## Available data
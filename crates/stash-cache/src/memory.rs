//! In-process cache repository.
//!
//! Used by tests and by deployments that run without Postgres. Semantics
//! match the Postgres repository row for row.

use async_trait::async_trait;
use chrono::{DateTime, Duration, Utc};
use stash_core::ports::CacheRepository;
use stash_core::{CacheEntry, EndpointStats, Error, GlobalStats, Result, UpsertRecord};
use std::cmp::Ordering as CmpOrdering;
use std::collections::{BTreeMap, HashMap};
use std::sync::atomic::{AtomicBool, Ordering};
use tokio::sync::RwLock;

#[derive(Default)]
pub struct MemoryRepository {
    entries: RwLock<HashMap<String, CacheEntry>>,
    unavailable: AtomicBool,
}

impl MemoryRepository {
    pub fn new() -> Self {
        Self::default()
    }

    /// Simulate an outage: every operation fails with
    /// [`Error::StoreUnavailable`] until set back.
    pub fn set_available(&self, available: bool) {
        self.unavailable.store(!available, Ordering::SeqCst);
    }

    pub async fn len(&self) -> usize {
        self.entries.read().await.len()
    }

    pub async fn is_empty(&self) -> bool {
        self.entries.read().await.is_empty()
    }

    /// Raw row lookup that ignores expiry and availability.
    pub async fn peek(&self, key: &str) -> Option<CacheEntry> {
        self.entries.read().await.get(key).cloned()
    }

    fn check(&self) -> Result<()> {
        if self.unavailable.load(Ordering::SeqCst) {
            return Err(Error::StoreUnavailable(
                "memory repository marked unavailable".to_string(),
            ));
        }
        Ok(())
    }
}

#[async_trait]
impl CacheRepository for MemoryRepository {
    async fn get(&self, key: &str, now: DateTime<Utc>) -> Result<Option<CacheEntry>> {
        self.check()?;
        let entries = self.entries.read().await;
        Ok(entries.get(key).filter(|e| e.is_valid_at(now)).cloned())
    }

    async fn touch(&self, key: &str, now: DateTime<Utc>) -> Result<()> {
        self.check()?;
        if let Some(entry) = self.entries.write().await.get_mut(key) {
            entry.fetch_count += 1;
            entry.last_accessed_at = now;
        }
        Ok(())
    }

    async fn upsert(&self, record: &UpsertRecord) -> Result<()> {
        self.check()?;
        let mut entries = self.entries.write().await;
        match entries.get_mut(&record.cache_key) {
            Some(entry) => {
                entry.provider = record.provider.clone();
                entry.endpoint = record.endpoint.clone();
                entry.category = record.category.clone();
                entry.period = record.period.clone();
                entry.payload = record.payload.clone();
                entry.result_count = record.result_count;
                entry.expires_at = record.expires_at;
                entry.updated_at = record.now;
                entry.refresh_count += 1;
            }
            None => {
                entries.insert(
                    record.cache_key.clone(),
                    CacheEntry {
                        cache_key: record.cache_key.clone(),
                        provider: record.provider.clone(),
                        endpoint: record.endpoint.clone(),
                        category: record.category.clone(),
                        period: record.period.clone(),
                        payload: record.payload.clone(),
                        result_count: record.result_count,
                        fetch_count: 0,
                        refresh_count: 0,
                        created_at: record.now,
                        updated_at: record.now,
                        expires_at: record.expires_at,
                        last_accessed_at: record.now,
                    },
                );
            }
        }
        Ok(())
    }

    async fn list_expired(&self, now: DateTime<Utc>, limit: u32) -> Result<Vec<CacheEntry>> {
        self.check()?;
        let entries = self.entries.read().await;
        let mut expired: Vec<CacheEntry> = entries
            .values()
            .filter(|e| !e.is_valid_at(now))
            .cloned()
            .collect();
        expired.sort_by(|a, b| {
            b.fetch_count
                .cmp(&a.fetch_count)
                .then(a.expires_at.cmp(&b.expires_at))
                .then_with(|| a.cache_key.cmp(&b.cache_key))
        });
        expired.truncate(limit as usize);
        Ok(expired)
    }

    async fn list_all(&self) -> Result<Vec<CacheEntry>> {
        self.check()?;
        let mut all: Vec<CacheEntry> = self.entries.read().await.values().cloned().collect();
        all.sort_by(listing_order);
        Ok(all)
    }

    async fn list_by_provider(&self, provider: &str) -> Result<Vec<CacheEntry>> {
        self.check()?;
        let mut matching: Vec<CacheEntry> = self
            .entries
            .read()
            .await
            .values()
            .filter(|e| e.provider == provider)
            .cloned()
            .collect();
        matching.sort_by(listing_order);
        Ok(matching)
    }

    async fn purge_stale(&self, cutoff: DateTime<Utc>) -> Result<u64> {
        self.check()?;
        let mut entries = self.entries.write().await;
        let before = entries.len();
        entries.retain(|_, e| e.last_accessed_at >= cutoff);
        Ok((before - entries.len()) as u64)
    }

    async fn stats(&self, now: DateTime<Utc>) -> Result<(Vec<EndpointStats>, GlobalStats)> {
        self.check()?;
        let entries = self.entries.read().await;
        let recent = now - Duration::hours(24);

        let mut groups: BTreeMap<(String, String), Vec<&CacheEntry>> = BTreeMap::new();
        for entry in entries.values() {
            groups
                .entry((entry.provider.clone(), entry.endpoint.clone()))
                .or_default()
                .push(entry);
        }

        let endpoints = groups
            .into_iter()
            .map(|((provider, endpoint), rows)| {
                let total = rows.len() as i64;
                let valid = rows.iter().filter(|e| e.is_valid_at(now)).count() as i64;
                let refreshes: i64 = rows.iter().map(|e| e.refresh_count).sum();
                EndpointStats {
                    provider,
                    endpoint,
                    total_entries: total,
                    valid_entries: valid,
                    expired_entries: total - valid,
                    total_items: rows.iter().map(|e| e.result_count).sum(),
                    total_fetches: rows.iter().map(|e| e.fetch_count).sum(),
                    avg_refresh_count: refreshes as f64 / total as f64,
                    oldest_update: rows.iter().map(|e| e.updated_at).min(),
                    newest_update: rows.iter().map(|e| e.updated_at).max(),
                }
            })
            .collect();

        let total = entries.len() as i64;
        let valid = entries.values().filter(|e| e.is_valid_at(now)).count() as i64;
        let totals = GlobalStats {
            total_entries: total,
            valid_entries: valid,
            expired_entries: total - valid,
            total_items: entries.values().map(|e| e.result_count).sum(),
            total_fetches: entries.values().map(|e| e.fetch_count).sum(),
            accessed_last_24h: entries
                .values()
                .filter(|e| e.last_accessed_at > recent)
                .count() as i64,
        };

        Ok((endpoints, totals))
    }

    async fn delete(&self, key: &str) -> Result<bool> {
        self.check()?;
        Ok(self.entries.write().await.remove(key).is_some())
    }

    async fn clear_all(&self) -> Result<u64> {
        self.check()?;
        let mut entries = self.entries.write().await;
        let removed = entries.len() as u64;
        entries.clear();
        Ok(removed)
    }
}

/// provider, endpoint, category (unset last), then key.
fn listing_order(a: &CacheEntry, b: &CacheEntry) -> CmpOrdering {
    a.provider
        .cmp(&b.provider)
        .then_with(|| a.endpoint.cmp(&b.endpoint))
        .then_with(|| match (&a.category, &b.category) {
            (Some(x), Some(y)) => x.cmp(y),
            (Some(_), None) => CmpOrdering::Less,
            (None, Some(_)) => CmpOrdering::Greater,
            (None, None) => CmpOrdering::Equal,
        })
        .then_with(|| a.cache_key.cmp(&b.cache_key))
}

## Exercise
Where a line of the data holds "HashMap", show that line.

## Result
use std::collections::{BTreeMap, HashMap};
    entries: RwLock<HashMap<String, CacheEntry>>,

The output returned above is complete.